PROBLEM TO WORK ON:
All lines in the material containing the word "reason" need to be copied.
##########
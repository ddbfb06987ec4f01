//! Error types for booking, waitlist, verification and usage operations.

use crate::types::BookingStatus;
use std::fmt;
use thiserror::Error;

/// Result type alias for booking operations.
pub type Result<T> = std::result::Result<T, BookingError>;

/// Coarse error classification shared by every transport.
///
/// Each [`BookingError`] variant belongs to exactly one kind.
#[derive(Debug, Clone, Copy, PartialEq, Eq, Hash)]
pub enum ErrorKind {
    /// Missing or malformed input; do not retry
    Validation,
    /// Admission denied
    CapacityExceeded,
    /// Illegal lifecycle transition
    Conflict,
    /// Unknown id or code
    NotFound,
    /// Cancel-token mismatch or expiry
    Token,
    /// Coupon or pass ceiling reached
    UsageLimit,
    /// Transaction or commit failure; safe to retry
    Storage,
}

impl ErrorKind {
    /// Stable machine-readable code.
    #[must_use]
    pub const fn code(self) -> &'static str {
        match self {
            Self::Validation => "VALIDATION_ERROR",
            Self::CapacityExceeded => "CAPACITY_EXCEEDED",
            Self::Conflict => "CONFLICT",
            Self::NotFound => "NOT_FOUND",
            Self::Token => "TOKEN_ERROR",
            Self::UsageLimit => "USAGE_LIMIT",
            Self::Storage => "STORAGE_ERROR",
        }
    }
}

/// One offending input field.
#[derive(Debug, Clone, PartialEq, Eq)]
pub struct FieldError {
    /// Field name as the caller spelled it
    pub field: &'static str,
    /// What is wrong with it
    pub message: String,
}

/// Every problem found while validating one request.
#[derive(Debug, Clone, Default, PartialEq, Eq)]
pub struct ValidationErrors {
    errors: Vec<FieldError>,
}

impl ValidationErrors {
    /// An empty collection
    #[must_use]
    pub const fn new() -> Self {
        Self { errors: Vec::new() }
    }

    /// Records a problem with `field`.
    pub fn add(&mut self, field: &'static str, message: impl Into<String>) {
        self.errors.push(FieldError {
            field,
            message: message.into(),
        });
    }

    /// Single-field shorthand.
    #[must_use]
    pub fn single(field: &'static str, message: impl Into<String>) -> Self {
        let mut errors = Self::new();
        errors.add(field, message);
        errors
    }

    /// `true` when nothing was recorded
    #[must_use]
    pub fn is_empty(&self) -> bool {
        self.errors.is_empty()
    }

    /// Recorded problems, in the order they were found
    #[must_use]
    pub fn errors(&self) -> &[FieldError] {
        &self.errors
    }

    /// Whether `field` was flagged
    #[must_use]
    pub fn has(&self, field: &str) -> bool {
        self.errors.iter().any(|e| e.field == field)
    }

    /// `Ok(())` when empty, otherwise a [`BookingError::Validation`].
    ///
    /// # Errors
    ///
    /// Returns the collected errors if any were recorded.
    pub fn into_result(self) -> Result<()> {
        if self.is_empty() {
            Ok(())
        } else {
            Err(BookingError::Validation(self))
        }
    }
}

impl fmt::Display for ValidationErrors {
    fn fmt(&self, f: &mut fmt::Formatter<'_>) -> fmt::Result {
        for (i, error) in self.errors.iter().enumerate() {
            if i > 0 {
                f.write_str("; ")?;
            }
            write!(f, "{}: {}", error.field, error.message)?;
        }
        Ok(())
    }
}

/// Why a cancel token was refused.
#[derive(Debug, Clone, Copy, PartialEq, Eq, Error)]
pub enum TokenError {
    /// The presented token is not the booking's token.
    #[error("cancel token does not match")]
    Mismatch,

    /// The token's expiry has passed.
    #[error("cancel token has expired")]
    Expired,
}

/// Errors returned by every public booking operation.
#[derive(Debug, Clone, PartialEq, Error)]
pub enum BookingError {
    // ═══════════════════════════════════════════════════════════
    // Caller errors
    // ═══════════════════════════════════════════════════════════
    /// One or more request fields are missing or malformed.
    #[error("Validation failed: {0}")]
    Validation(ValidationErrors),

    /// Admission was denied at the element, category or event level.
    #[error("{reason}")]
    CapacityExceeded {
        /// Units left at the level that refused, if known
        remaining: Option<u32>,
        /// Human-readable reason
        reason: String,
        /// Whether the caller may join the waitlist instead
        waitlist_open: bool,
    },

    // ═══════════════════════════════════════════════════════════
    // Lifecycle conflicts
    // ═══════════════════════════════════════════════════════════
    /// The transition table forbids this move.
    #[error("Cannot transition booking from {from} to {to}")]
    InvalidTransition {
        /// Current status
        from: BookingStatus,
        /// Attempted status
        to: BookingStatus,
    },

    /// The booking is already cancelled.
    #[error("Booking is already cancelled")]
    AlreadyCancelled,

    /// Any other lifecycle or uniqueness conflict.
    #[error("Conflict: {0}")]
    Conflict(String),

    // ═══════════════════════════════════════════════════════════
    // Lookup and authorization
    // ═══════════════════════════════════════════════════════════
    /// No record with that id or code.
    #[error("{resource} not found: {id}")]
    NotFound {
        /// Kind of record looked up
        resource: &'static str,
        /// The id or code that missed
        id: String,
    },

    /// Cancel token refused.
    #[error(transparent)]
    Token(#[from] TokenError),

    /// A coupon or pass ceiling would be exceeded.
    #[error("Usage limit of {limit} reached ({scope})")]
    UsageLimit {
        /// `"global"` or `"per_user"`
        scope: &'static str,
        /// The ceiling that was hit
        limit: u32,
    },

    // ═══════════════════════════════════════════════════════════
    // System
    // ═══════════════════════════════════════════════════════════
    /// The store failed to read or commit.
    #[error("Storage error: {0}")]
    Storage(String),
}

impl BookingError {
    /// Shorthand for a [`BookingError::NotFound`].
    #[must_use]
    pub fn not_found(resource: &'static str, id: impl ToString) -> Self {
        Self::NotFound {
            resource,
            id: id.to_string(),
        }
    }

    /// Shorthand for a single-field [`BookingError::Validation`].
    #[must_use]
    pub fn invalid(field: &'static str, message: impl Into<String>) -> Self {
        Self::Validation(ValidationErrors::single(field, message))
    }

    /// The taxonomy bucket this error belongs to.
    #[must_use]
    pub const fn kind(&self) -> ErrorKind {
        match self {
            Self::Validation(_) => ErrorKind::Validation,
            Self::CapacityExceeded { .. } => ErrorKind::CapacityExceeded,
            Self::InvalidTransition { .. } | Self::AlreadyCancelled | Self::Conflict(_) => {
                ErrorKind::Conflict
            },
            Self::NotFound { .. } => ErrorKind::NotFound,
            Self::Token(_) => ErrorKind::Token,
            Self::UsageLimit { .. } => ErrorKind::UsageLimit,
            Self::Storage(_) => ErrorKind::Storage,
        }
    }

    /// Returns `true` if the caller can fix this by changing the request.
    #[must_use]
    pub const fn is_user_error(&self) -> bool {
        !matches!(self, Self::Storage(_))
    }

    /// Returns `true` if retrying the same call may succeed.
    #[must_use]
    pub const fn is_retryable(&self) -> bool {
        matches!(self, Self::Storage(_))
    }
}

#[cfg(feature = "postgres")]
impl From<sqlx::Error> for BookingError {
    fn from(error: sqlx::Error) -> Self {
        Self::Storage(error.to_string())
    }
}

#[cfg(test)]
#[allow(clippy::unwrap_used)] // Test code
mod tests {
    use super::*;

    #[test]
    fn test_validation_lists_every_field() {
        let mut errors = ValidationErrors::new();
        errors.add("customer_name", "is required");
        errors.add("guests", "must be at least 1");

        let err = errors.into_result().unwrap_err();
        assert_eq!(
            err.to_string(),
            "Validation failed: customer_name: is required; guests: must be at least 1"
        );
        assert_eq!(err.kind(), ErrorKind::Validation);
    }

    #[test]
    fn test_lifecycle_errors_are_conflicts() {
        let err = BookingError::InvalidTransition {
            from: BookingStatus::CheckedIn,
            to: BookingStatus::Cancelled,
        };
        assert_eq!(err.kind(), ErrorKind::Conflict);
        assert_eq!(err.to_string(), "Cannot transition booking from checked_in to cancelled");
        assert_eq!(BookingError::AlreadyCancelled.kind(), ErrorKind::Conflict);
    }

    #[test]
    fn test_token_errors_are_distinct_from_not_found() {
        let err = BookingError::from(TokenError::Mismatch);
        assert_eq!(err.kind(), ErrorKind::Token);
        assert_ne!(err.kind(), BookingError::not_found("booking", "ABC").kind());
    }

    #[test]
    fn test_only_storage_is_retryable() {
        assert!(BookingError::Storage("connection reset".into()).is_retryable());
        assert!(!BookingError::AlreadyCancelled.is_retryable());
    }
}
##########
SOLUTION BELOW:
    #[error("{reason}")]
        /// Human-readable reason
        reason: String,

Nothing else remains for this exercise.